TASK INPUT:

[Start of Attachment]

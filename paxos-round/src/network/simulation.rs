use std::{
    io,
    sync::mpsc,
    thread::{self, JoinHandle},
    time::Duration,
};

use rand::Rng;

use crate::error::PaxosError;
use crate::logger::NodeLogger;
use crate::paxos::{
    acceptor::{Acceptor, AcceptorState},
    AcceptResponse, NodeId, Peer, PrepareResponse, ProposalId, Value,
};

/// Knobs for the in-process network between nodes.
#[derive(Debug, Clone, Default)]
pub struct NetworkOptions {
    /// How long a caller waits for a reply before treating the peer as unreachable.
    pub call_timeout: Option<Duration>,
    /// Upper bound of the random delay added before an acceptor handles a request.
    pub max_delay: Option<Duration>,
}

enum Request {
    Prepare {
        proposal_id: ProposalId,
        from: NodeId,
        reply: mpsc::Sender<PrepareResponse>,
    },
    Accept {
        proposal_id: ProposalId,
        value: Value,
        from: NodeId,
        reply: mpsc::Sender<AcceptResponse>,
    },
    Inspect {
        reply: mpsc::Sender<AcceptorState>,
    },
}

/// Handle to a node's acceptor service. Cloning it hands out another sender;
/// the service thread exits once every handle is gone.
#[derive(Clone)]
pub struct ChannelPeer {
    node_id: NodeId,
    tx: mpsc::Sender<Request>,
    call_timeout: Option<Duration>,
}

impl ChannelPeer {
    fn call<R>(&self, build: impl FnOnce(mpsc::Sender<R>) -> Request) -> Result<R, PaxosError> {
        let unreachable = PaxosError::PeerUnreachable { peer: self.node_id };
        let (reply_tx, reply_rx) = mpsc::channel();
        self.tx
            .send(build(reply_tx))
            .map_err(|_| unreachable.clone())?;
        match self.call_timeout {
            Some(timeout) => reply_rx.recv_timeout(timeout).map_err(|_| unreachable),
            None => reply_rx.recv().map_err(|_| unreachable),
        }
    }

    /// Snapshot of the remote acceptor's state.
    pub fn inspect(&self) -> Result<AcceptorState, PaxosError> {
        self.call(|reply| Request::Inspect { reply })
    }
}

impl std::fmt::Debug for ChannelPeer {
    fn fmt(&self, f: &mut std::fmt::Formatter<'_>) -> std::fmt::Result {
        f.debug_struct("ChannelPeer")
            .field("node_id", &self.node_id)
            .field("call_timeout", &self.call_timeout)
            .finish()
    }
}

impl Peer for ChannelPeer {
    fn node_id(&self) -> NodeId {
        self.node_id
    }

    fn prepare(
        &self,
        from: NodeId,
        proposal_id: ProposalId,
    ) -> Result<PrepareResponse, PaxosError> {
        self.call(|reply| Request::Prepare {
            proposal_id,
            from,
            reply,
        })
    }

    fn accept(
        &self,
        from: NodeId,
        proposal_id: ProposalId,
        value: Value,
    ) -> Result<AcceptResponse, PaxosError> {
        self.call(|reply| Request::Accept {
            proposal_id,
            value,
            from,
            reply,
        })
    }
}

/// Start the acceptor service for `node_id` on its own thread.
///
/// The thread owns the acceptor outright and applies requests one at a time
/// in arrival order. When the last handle is dropped it returns the final
/// acceptor state through the join handle.
pub fn spawn_acceptor(
    node_id: NodeId,
    logger: NodeLogger,
    options: &NetworkOptions,
) -> io::Result<(ChannelPeer, JoinHandle<AcceptorState>)> {
    let (tx, rx) = mpsc::channel();
    let max_delay = options.max_delay;
    let handle = thread::Builder::new()
        .name(format!("acceptor-{}", node_id))
        .spawn(move || acceptor_node(Acceptor::new(logger), rx, max_delay))?;

    let peer = ChannelPeer {
        node_id,
        tx,
        call_timeout: options.call_timeout,
    };
    Ok((peer, handle))
}

fn acceptor_node(
    mut acceptor: Acceptor,
    rx: mpsc::Receiver<Request>,
    max_delay: Option<Duration>,
) -> AcceptorState {
    for request in rx {
        match request {
            Request::Prepare {
                proposal_id,
                from,
                reply,
            } => {
                simulate_delay(max_delay);
                log::trace!("Prepare({}) from node {}", proposal_id, from);
                // The caller may have given up waiting; that is its problem.
                let _ = reply.send(acceptor.prepare(proposal_id));
            }
            Request::Accept {
                proposal_id,
                value,
                from,
                reply,
            } => {
                simulate_delay(max_delay);
                log::trace!("Accept({}, {}) from node {}", proposal_id, value, from);
                let _ = reply.send(acceptor.accept(proposal_id, value));
            }
            Request::Inspect { reply } => {
                let _ = reply.send(acceptor.state());
            }
        }
    }
    acceptor.state()
}

/// Sleep for a random duration in `0..=max`, like a message crossing a network.
fn simulate_delay(max: Option<Duration>) {
    let Some(max) = max else { return };
    let max_ms = max.as_millis() as u64;
    if max_ms == 0 {
        return;
    }
    let delay = rand::rng().random_range(0..=max_ms);
    thread::sleep(Duration::from_millis(delay));
}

[End of Attachment]

ACTIVITY:
Quote all the records. Keep every word exact.

RESPONSE TO THIS TASK:
filename paxos-round/src/network/simulation.rs
use std::{
    io,
    sync::mpsc,
    thread::{self, JoinHandle},
    time::Duration,
};

use rand::Rng;

use crate::error::PaxosError;
use crate::logger::NodeLogger;
use crate::paxos::{
    acceptor::{Acceptor, AcceptorState},
    AcceptResponse, NodeId, Peer, PrepareResponse, ProposalId, Value,
};

/// Knobs for the in-process network between nodes.
#[derive(Debug, Clone, Default)]
pub struct NetworkOptions {
    /// How long a caller waits for a reply before treating the peer as unreachable.
    pub call_timeout: Option<Duration>,
    /// Upper bound of the random delay added before an acceptor handles a request.
    pub max_delay: Option<Duration>,
}

enum Request {
    Prepare {
        proposal_id: ProposalId,
        from: NodeId,
        reply: mpsc::Sender<PrepareResponse>,
    },
    Accept {
        proposal_id: ProposalId,
        value: Value,
        from: NodeId,
        reply: mpsc::Sender<AcceptResponse>,
    },
    Inspect {
        reply: mpsc::Sender<AcceptorState>,
    },
}

/// Handle to a node's acceptor service. Cloning it hands out another sender;
/// the service thread exits once every handle is gone.
#[derive(Clone)]
pub struct ChannelPeer {
    node_id: NodeId,
    tx: mpsc::Sender<Request>,
    call_timeout: Option<Duration>,
}

impl ChannelPeer {
    fn call<R>(&self, build: impl FnOnce(mpsc::Sender<R>) -> Request) -> Result<R, PaxosError> {
        let unreachable = PaxosError::PeerUnreachable { peer: self.node_id };
        let (reply_tx, reply_rx) = mpsc::channel();
        self.tx
            .send(build(reply_tx))
            .map_err(|_| unreachable.clone())?;
        match self.call_timeout {
            Some(timeout) => reply_rx.recv_timeout(timeout).map_err(|_| unreachable),
            None => reply_rx.recv().map_err(|_| unreachable),
        }
    }

    /// Snapshot of the remote acceptor's state.
    pub fn inspect(&self) -> Result<AcceptorState, PaxosError> {
        self.call(|reply| Request::Inspect { reply })
    }
}

impl std::fmt::Debug for ChannelPeer {
    fn fmt(&self, f: &mut std::fmt::Formatter<'_>) -> std::fmt::Result {
        f.debug_struct("ChannelPeer")
            .field("node_id", &self.node_id)
            .field("call_timeout", &self.call_timeout)
            .finish()
    }
}

impl Peer for ChannelPeer {
    fn node_id(&self) -> NodeId {
        self.node_id
    }

    fn prepare(
        &self,
        from: NodeId,
        proposal_id: ProposalId,
    ) -> Result<PrepareResponse, PaxosError> {
        self.call(|reply| Request::Prepare {
            proposal_id,
            from,
            reply,
        })
    }

    fn accept(
        &self,
        from: NodeId,
        proposal_id: ProposalId,
        value: Value,
    ) -> Result<AcceptResponse, PaxosError> {
        self.call(|reply| Request::Accept {
            proposal_id,
            value,
            from,
            reply,
        })
    }
}

/// Start the acceptor service for `node_id` on its own thread.
///
/// The thread owns the acceptor outright and applies requests one at a time
/// in arrival order. When the last handle is dropped it returns the final
/// acceptor state through the join handle.
pub fn spawn_acceptor(
    node_id: NodeId,
    logger: NodeLogger,
    options: &NetworkOptions,
) -> io::Result<(ChannelPeer, JoinHandle<AcceptorState>)> {
    let (tx, rx) = mpsc::channel();
    let max_delay = options.max_delay;
    let handle = thread::Builder::new()
        .name(format!("acceptor-{}", node_id))
        .spawn(move || acceptor_node(Acceptor::new(logger), rx, max_delay))?;

    let peer = ChannelPeer {
        node_id,
        tx,
        call_timeout: options.call_timeout,
    };
    Ok((peer, handle))
}

fn acceptor_node(
    mut acceptor: Acceptor,
    rx: mpsc::Receiver<Request>,
    max_delay: Option<Duration>,
) -> AcceptorState {
    for request in rx {
        match request {
            Request::Prepare {
                proposal_id,
                from,
                reply,
            } => {
                simulate_delay(max_delay);
                log::trace!("Prepare({}) from node {}", proposal_id, from);
                // The caller may have given up waiting; that is its problem.
                let _ = reply.send(acceptor.prepare(proposal_id));
            }
            Request::Accept {
                proposal_id,
                value,
                from,
                reply,
            } => {
                simulate_delay(max_delay);
                log::trace!("Accept({}, {}) from node {}", proposal_id, value, from);
                let _ = reply.send(acceptor.accept(proposal_id, value));
            }
            Request::Inspect { reply } => {
                let _ = reply.send(acceptor.state());
            }
        }
    }
    acceptor.state()
}

/// Sleep for a random duration in `0..=max`, like a message crossing a network.
fn simulate_delay(max: Option<Duration>) {
    let Some(max) = max else { return };
    let max_ms = max.as_millis() as u64;
    if max_ms == 0 {
        return;
    }
    let delay = rand::rng().random_range(0..=max_ms);
    thread::sleep(Duration::from_millis(delay));
}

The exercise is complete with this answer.